• **WORK ORDER**:
Where the string "Result" shows up in a line of the records, copy that line.

--------------------------------------------------

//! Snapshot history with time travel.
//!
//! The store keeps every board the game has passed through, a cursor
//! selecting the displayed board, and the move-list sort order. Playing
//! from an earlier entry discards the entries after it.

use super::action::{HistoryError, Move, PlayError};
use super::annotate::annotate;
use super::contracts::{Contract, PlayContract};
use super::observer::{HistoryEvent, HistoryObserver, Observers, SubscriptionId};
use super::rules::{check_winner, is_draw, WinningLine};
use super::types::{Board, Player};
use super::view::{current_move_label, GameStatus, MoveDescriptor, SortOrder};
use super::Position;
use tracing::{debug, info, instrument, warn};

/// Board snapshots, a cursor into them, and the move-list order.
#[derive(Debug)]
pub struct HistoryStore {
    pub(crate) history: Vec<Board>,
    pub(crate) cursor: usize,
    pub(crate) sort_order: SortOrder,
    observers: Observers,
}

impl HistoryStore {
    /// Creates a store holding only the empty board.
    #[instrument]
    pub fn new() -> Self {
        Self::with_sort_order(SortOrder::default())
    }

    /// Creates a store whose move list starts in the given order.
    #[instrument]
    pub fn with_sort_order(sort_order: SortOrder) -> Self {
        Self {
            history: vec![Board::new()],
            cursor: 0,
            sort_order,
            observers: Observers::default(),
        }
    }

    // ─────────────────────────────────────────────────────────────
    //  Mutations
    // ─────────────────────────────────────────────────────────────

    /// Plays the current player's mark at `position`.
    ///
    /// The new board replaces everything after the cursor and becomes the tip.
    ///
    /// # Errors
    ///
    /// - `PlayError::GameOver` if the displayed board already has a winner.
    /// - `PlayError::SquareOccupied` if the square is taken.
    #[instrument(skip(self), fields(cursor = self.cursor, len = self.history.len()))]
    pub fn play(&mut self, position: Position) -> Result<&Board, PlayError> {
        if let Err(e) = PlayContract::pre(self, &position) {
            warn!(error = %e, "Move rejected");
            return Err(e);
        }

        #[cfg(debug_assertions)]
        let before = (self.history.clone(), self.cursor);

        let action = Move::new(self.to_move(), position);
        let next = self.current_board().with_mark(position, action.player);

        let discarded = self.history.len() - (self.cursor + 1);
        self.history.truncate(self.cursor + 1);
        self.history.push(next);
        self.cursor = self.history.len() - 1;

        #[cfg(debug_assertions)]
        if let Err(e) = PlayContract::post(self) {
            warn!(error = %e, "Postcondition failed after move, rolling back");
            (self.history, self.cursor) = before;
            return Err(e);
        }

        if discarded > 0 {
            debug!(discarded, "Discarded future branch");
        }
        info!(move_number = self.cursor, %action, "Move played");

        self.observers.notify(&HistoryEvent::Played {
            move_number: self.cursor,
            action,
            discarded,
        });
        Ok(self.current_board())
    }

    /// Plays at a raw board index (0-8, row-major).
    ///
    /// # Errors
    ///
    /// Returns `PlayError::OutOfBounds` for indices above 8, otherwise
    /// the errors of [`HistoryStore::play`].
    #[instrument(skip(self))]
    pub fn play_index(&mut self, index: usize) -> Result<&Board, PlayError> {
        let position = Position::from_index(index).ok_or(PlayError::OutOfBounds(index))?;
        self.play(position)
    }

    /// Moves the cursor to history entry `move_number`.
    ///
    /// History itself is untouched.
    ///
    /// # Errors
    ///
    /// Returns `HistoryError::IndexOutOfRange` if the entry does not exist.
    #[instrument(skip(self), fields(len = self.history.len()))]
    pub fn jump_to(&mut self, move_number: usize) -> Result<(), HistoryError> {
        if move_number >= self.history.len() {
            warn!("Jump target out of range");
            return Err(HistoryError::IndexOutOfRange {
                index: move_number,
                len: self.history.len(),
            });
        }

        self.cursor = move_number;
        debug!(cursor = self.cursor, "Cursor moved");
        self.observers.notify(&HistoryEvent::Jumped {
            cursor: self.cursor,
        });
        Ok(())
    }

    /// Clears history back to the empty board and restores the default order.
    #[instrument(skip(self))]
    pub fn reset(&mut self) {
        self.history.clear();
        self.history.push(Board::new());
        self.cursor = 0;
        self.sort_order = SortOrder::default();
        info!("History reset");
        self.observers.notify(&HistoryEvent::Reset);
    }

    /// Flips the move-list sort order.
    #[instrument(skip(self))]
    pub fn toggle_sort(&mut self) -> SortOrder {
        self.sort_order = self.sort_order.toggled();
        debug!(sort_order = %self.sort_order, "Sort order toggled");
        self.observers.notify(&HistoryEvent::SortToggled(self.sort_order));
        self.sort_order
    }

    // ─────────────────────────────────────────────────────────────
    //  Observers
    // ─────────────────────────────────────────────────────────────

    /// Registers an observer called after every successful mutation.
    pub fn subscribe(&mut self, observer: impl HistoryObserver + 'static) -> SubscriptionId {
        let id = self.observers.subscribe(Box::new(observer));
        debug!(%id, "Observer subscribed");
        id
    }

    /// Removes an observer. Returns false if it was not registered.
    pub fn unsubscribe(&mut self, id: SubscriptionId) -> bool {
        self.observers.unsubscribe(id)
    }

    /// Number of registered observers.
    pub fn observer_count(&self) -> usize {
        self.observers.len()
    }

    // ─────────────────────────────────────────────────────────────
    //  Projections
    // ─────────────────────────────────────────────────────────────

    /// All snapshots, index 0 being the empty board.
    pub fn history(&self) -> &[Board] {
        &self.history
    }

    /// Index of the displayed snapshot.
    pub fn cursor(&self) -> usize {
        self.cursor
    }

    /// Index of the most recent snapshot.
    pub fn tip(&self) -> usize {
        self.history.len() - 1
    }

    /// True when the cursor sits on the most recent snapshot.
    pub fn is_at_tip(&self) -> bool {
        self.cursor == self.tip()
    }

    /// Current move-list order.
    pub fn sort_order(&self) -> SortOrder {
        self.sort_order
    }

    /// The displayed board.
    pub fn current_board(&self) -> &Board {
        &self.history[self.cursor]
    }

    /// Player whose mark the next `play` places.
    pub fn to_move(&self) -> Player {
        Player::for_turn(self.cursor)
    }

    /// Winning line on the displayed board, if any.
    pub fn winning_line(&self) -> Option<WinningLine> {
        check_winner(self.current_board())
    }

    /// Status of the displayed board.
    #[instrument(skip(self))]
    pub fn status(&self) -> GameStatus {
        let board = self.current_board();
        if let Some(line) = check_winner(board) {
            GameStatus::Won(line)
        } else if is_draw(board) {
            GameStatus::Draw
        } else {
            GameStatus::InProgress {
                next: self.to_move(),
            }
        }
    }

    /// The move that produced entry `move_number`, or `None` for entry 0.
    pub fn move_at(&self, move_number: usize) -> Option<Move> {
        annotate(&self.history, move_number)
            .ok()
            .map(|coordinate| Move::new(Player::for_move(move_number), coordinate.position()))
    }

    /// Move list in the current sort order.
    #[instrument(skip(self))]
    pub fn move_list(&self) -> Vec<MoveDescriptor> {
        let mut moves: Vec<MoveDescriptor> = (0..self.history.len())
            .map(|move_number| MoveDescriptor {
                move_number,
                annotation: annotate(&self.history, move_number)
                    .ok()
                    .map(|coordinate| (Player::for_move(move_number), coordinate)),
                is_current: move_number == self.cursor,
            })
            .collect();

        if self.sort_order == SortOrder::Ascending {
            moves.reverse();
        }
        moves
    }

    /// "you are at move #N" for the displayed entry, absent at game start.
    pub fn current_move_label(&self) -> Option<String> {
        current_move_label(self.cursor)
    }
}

--------------------------------------------------

• **RESPONSE**:
    pub fn play(&mut self, position: Position) -> Result<&Board, PlayError> {
    pub fn play_index(&mut self, index: usize) -> Result<&Board, PlayError> {
    pub fn jump_to(&mut self, move_number: usize) -> Result<(), HistoryError> {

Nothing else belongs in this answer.